Gloda

This content covers features introduced in Thunderbird 3

Thunderbird includes a new message indexing and search system (gloda) that improves search performance, provides sophisticated full-text  search capabilities and categorized search results. "Gloda" is short for the Thunderbird "global database".

This page provides an overview of gloda concepts and implementation. See Creating a gloda message query for information about using gloda in extensions. See Gloda examples for some gloda use-cases.  See Gloda indexing for the big-picture on indexing; see the implementation source and its comments for the nitty gritty.  See Gloda debugging for gloda debugging capabilities.

Core concepts

Gloda is an index, not a data store

If the gloda database gets deleted, no information is lost - it merely needs to be re-indexed from its source. From gloda's perspective, the authoritative store for messages is the .msf files and actual message body. Gloda can recompute everything it needs from these two things. For the address book (which is only indexed in a limited fashion by gloda at this time), the cards are the authoritative source of data.

Gloda objects are not directly mutable

Given that gloda is an index of authoritative data, it follows that directly manipulating the gloda objects is not meaningful. You need to manipulate the underlying authoritative object and have gloda recognize that manipulation. The gloda objects may provide helpers to perform this manipulation, but remember that unless the documentation for a class says that you can set an attribute and have the desired changes made, you probably can't.

Gloda is asynchronous

All interaction with the database happens on another thread in order to avoid locking up the main (UI) thread. This means that whenever you issue a query, the results are not immediately available; you need to wait for your callback to get notified.

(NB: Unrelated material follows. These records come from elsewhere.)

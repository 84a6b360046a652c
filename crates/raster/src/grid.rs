use crate::errors::{RasterError, Result};
use crate::geodesy::GreatCircle;
use crate::raster::GridCell;
use linfa::{Float, ParamGuard};
use ndarray::Array2;

#[cfg(feature = "serializable")]
use serde::{Deserialize, Serialize};

/// Default number of raster rows
pub const DEFAULT_ROWS: usize = 900;

/// A validated regular latitude/longitude grid specification.
///
/// Row 0 is the northern edge (`max_lat`) and column 0 the western edge (`min_lon`).
/// The number of columns is derived from the aspect ratio of the bounds.
#[derive(Clone, Debug, PartialEq)]
#[cfg_attr(feature = "serializable", derive(Serialize, Deserialize))]
pub struct GridSpec<F: Float> {
    pub(crate) min_lat: F,
    pub(crate) max_lat: F,
    pub(crate) min_lon: F,
    pub(crate) max_lon: F,
    pub(crate) rows: usize,
}

impl<F: Float> Default for GridSpec<F> {
    fn default() -> Self {
        GridSpec {
            min_lat: F::cast(47.),
            max_lat: F::cast(55.),
            min_lon: F::cast(5.),
            max_lon: F::cast(16.),
            rows: DEFAULT_ROWS,
        }
    }
}

impl<F: Float> GridSpec<F> {
    /// Southern bound
    pub fn min_lat(&self) -> F {
        self.min_lat
    }

    /// Northern bound
    pub fn max_lat(&self) -> F {
        self.max_lat
    }

    /// Western bound
    pub fn min_lon(&self) -> F {
        self.min_lon
    }

    /// Eastern bound
    pub fn max_lon(&self) -> F {
        self.max_lon
    }

    /// Number of rows
    pub fn rows(&self) -> usize {
        self.rows
    }

    fn derived_cols(&self) -> Option<usize> {
        let ratio = (self.max_lon - self.min_lon) / (self.max_lat - self.min_lat);
        (F::cast(self.rows) * ratio).ceil().to_usize()
    }

    /// Number of columns: `ceil(rows * lon_extent / lat_extent)`
    pub fn cols(&self) -> usize {
        self.derived_cols().unwrap_or(0)
    }

    /// Shape `(rows, cols)` of the raster
    pub fn shape(&self) -> (usize, usize) {
        (self.rows, self.cols())
    }

    /// Latitude step between two consecutive rows in decimal degrees
    pub fn lat_res(&self) -> F {
        (self.max_lat - self.min_lat) / F::cast(self.rows - 1)
    }

    /// Longitude step between two consecutive columns in decimal degrees
    pub fn lon_res(&self) -> F {
        (self.max_lon - self.min_lon) / F::cast(self.cols() - 1)
    }

    /// Metric resolution `(lat_res_km, lon_res_km)` measured from the grid origin
    /// (north-western corner)
    pub fn resolution_km(&self, metric: &GreatCircle<F>) -> (F, F) {
        let lat_km = metric.distance(
            self.max_lat,
            self.min_lon,
            self.max_lat - self.lat_res(),
            self.min_lon,
        );
        let lon_km = metric.distance(
            self.max_lat,
            self.min_lon,
            self.max_lat,
            self.min_lon + self.lon_res(),
        );
        (lat_km, lon_km)
    }

    /// Coordinates `(lat, lon)` of the node `(row, col)`
    pub fn node(&self, row: usize, col: usize) -> Result<(F, F)> {
        let (rows, cols) = self.shape();
        if row >= rows || col >= cols {
            return Err(RasterError::OutOfBoundsError {
                row,
                col,
                rows,
                cols,
            });
        }
        Ok(self.node_unchecked(row, col))
    }

    pub(crate) fn node_unchecked(&self, row: usize, col: usize) -> (F, F) {
        (
            self.max_lat - F::cast(row) * self.lat_res(),
            self.min_lon + F::cast(col) * self.lon_res(),
        )
    }

    /// Fractional `(row, col)` position of a location
    fn position(&self, lat: F, lon: F) -> (F, F) {
        (
            (self.max_lat - lat) / self.lat_res(),
            (lon - self.min_lon) / self.lon_res(),
        )
    }

    /// Whether the location lies inside the grid bounds with a tolerance of half a cell
    pub fn contains(&self, lat: F, lon: F) -> bool {
        if !(lat.is_finite() && lon.is_finite()) {
            return false;
        }
        let half = F::cast(0.5);
        let (r, c) = self.position(lat, lon);
        r >= -half
            && r <= F::cast(self.rows - 1) + half
            && c >= -half
            && c <= F::cast(self.cols() - 1) + half
    }

    /// Index `(row, col)` of the node nearest to the given location with respect to
    /// the great-circle distance or None if the location is outside the grid.
    ///
    /// The rounded fractional position and its eight neighbours are examined,
    /// on ties the first node in row-major order wins.
    pub fn nearest_index(&self, lat: F, lon: F, metric: &GreatCircle<F>) -> Option<(usize, usize)> {
        if !self.contains(lat, lon) {
            return None;
        }
        let (rows, cols) = self.shape();
        let (r, c) = self.position(lat, lon);
        let r0 = r.round().max(F::zero()).to_usize()?.min(rows - 1);
        let c0 = c.round().max(F::zero()).to_usize()?.min(cols - 1);

        let mut best: Option<((usize, usize), F)> = None;
        for i in r0.saturating_sub(1)..=(r0 + 1).min(rows - 1) {
            for j in c0.saturating_sub(1)..=(c0 + 1).min(cols - 1) {
                let (node_lat, node_lon) = self.node_unchecked(i, j);
                let d = metric.distance(lat, lon, node_lat, node_lon);
                match best {
                    Some((_, dmin)) if d >= dmin => (),
                    _ => best = Some(((i, j), d)),
                }
            }
        }
        best.map(|(index, _)| index)
    }

    /// Coordinates of all the nodes as a `(rows * cols, 2)` matrix of `[lat, lon]`
    /// rows in row-major order
    pub fn lattice(&self) -> Array2<F> {
        let cols = self.cols();
        Array2::from_shape_fn((self.rows * cols, 2), |(k, m)| {
            let (lat, lon) = self.node_unchecked(k / cols, k % cols);
            if m == 0 {
                lat
            } else {
                lon
            }
        })
    }
}

/// The set of parameters defining a [`GridSpec`], checked with [`ParamGuard::check`]
#[derive(Clone, Debug)]
pub struct GridParams<F: Float>(GridSpec<F>);

impl<F: Float> Default for GridParams<F> {
    fn default() -> Self {
        GridParams(GridSpec::default())
    }
}

impl<F: Float> GridParams<F> {
    /// Constructor given the grid bounds in decimal degrees
    pub fn new(min_lat: F, max_lat: F, min_lon: F, max_lon: F) -> Self {
        Self(GridSpec {
            min_lat,
            max_lat,
            min_lon,
            max_lon,
            ..Default::default()
        })
    }

    /// Set the number of rows, the number of columns follows from the bounds
    pub fn rows(mut self, rows: usize) -> Self {
        self.0.rows = rows;
        self
    }
}

impl<F: Float> ParamGuard for GridParams<F> {
    type Checked = GridSpec<F>;
    type Error = RasterError;

    fn check_ref(&self) -> Result<&Self::Checked> {
        let spec = &self.0;
        let bounds = [spec.min_lat, spec.max_lat, spec.min_lon, spec.max_lon];
        if bounds.iter().any(|b| !b.is_finite()) {
            return Err(RasterError::InvalidGridError(
                "grid bounds should be finite".to_string(),
            ));
        }
        if spec.min_lat >= spec.max_lat || spec.min_lon >= spec.max_lon {
            return Err(RasterError::InvalidGridError(format!(
                "expected min < max, got lat [{}, {}] lon [{}, {}]",
                spec.min_lat, spec.max_lat, spec.min_lon, spec.max_lon
            )));
        }
        let lat_lim = F::cast(90.);
        let lon_lim = F::cast(180.);
        if spec.min_lat < -lat_lim || spec.max_lat > lat_lim {
            return Err(RasterError::InvalidGridError(format!(
                "latitudes should be within [-90, 90], got [{}, {}]",
                spec.min_lat, spec.max_lat
            )));
        }
        if spec.min_lon < -lon_lim || spec.max_lon > lon_lim {
            return Err(RasterError::InvalidGridError(format!(
                "longitudes should be within [-180, 180], got [{}, {}]",
                spec.min_lon, spec.max_lon
            )));
        }
        if spec.rows < 2 {
            return Err(RasterError::InvalidGridError(format!(
                "at least 2 rows are required, got {}",
                spec.rows
            )));
        }
        let cols = match spec.derived_cols() {
            Some(cols) if cols >= 2 => cols,
            _ => {
                return Err(RasterError::InvalidGridError(format!(
                    "bounds and {} rows give less than 2 columns",
                    spec.rows
                )))
            }
        };
        // the raster of cells has to be addressable
        let bytes = spec
            .rows
            .checked_mul(cols)
            .and_then(|cells| cells.checked_mul(std::mem::size_of::<GridCell<F>>()));
        match bytes {
            Some(bytes) if bytes <= isize::MAX as usize => Ok(spec),
            _ => Err(RasterError::InvalidGridError(format!(
                "a {}x{cols} raster is too large",
                spec.rows
            ))),
        }
    }

    fn check(self) -> Result<Self::Checked> {
        self.check_ref()?;
        Ok(self.0)
    }
}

Gloda maintains object identity consistency, but you need to follow the rules

Gloda (and its indexer helpers) are responsible for creating instances of objects, serializing them to the database, and deserializing them from the database. Although this makes it easy for gloda to know when objects come into existence, it needs your help to know when objects go out of existence. Without your help, gloda would not know when retrieving database results whether it needs to create a new instance or give you an existing instance. This would lead to potentially having two instances representing the same conceptual object, which is highly undesirable.

The 'rules' are that every live gloda object needs to be held in at least one gloda collection object and that you need to be holding onto that collection object so it doesn't get garbage collected. The gloda collection manager maintains a weak reference to every gloda collection in memory, allowing it to know the set of live objects. The weak reference does not stop the garbage collector from collecting the collection if your code is not maintaining a strong reference. This avoids memory leaks, but can lead to confusing behavior if you forget to hold onto the collection but are holding onto some of the gloda objects in that collection.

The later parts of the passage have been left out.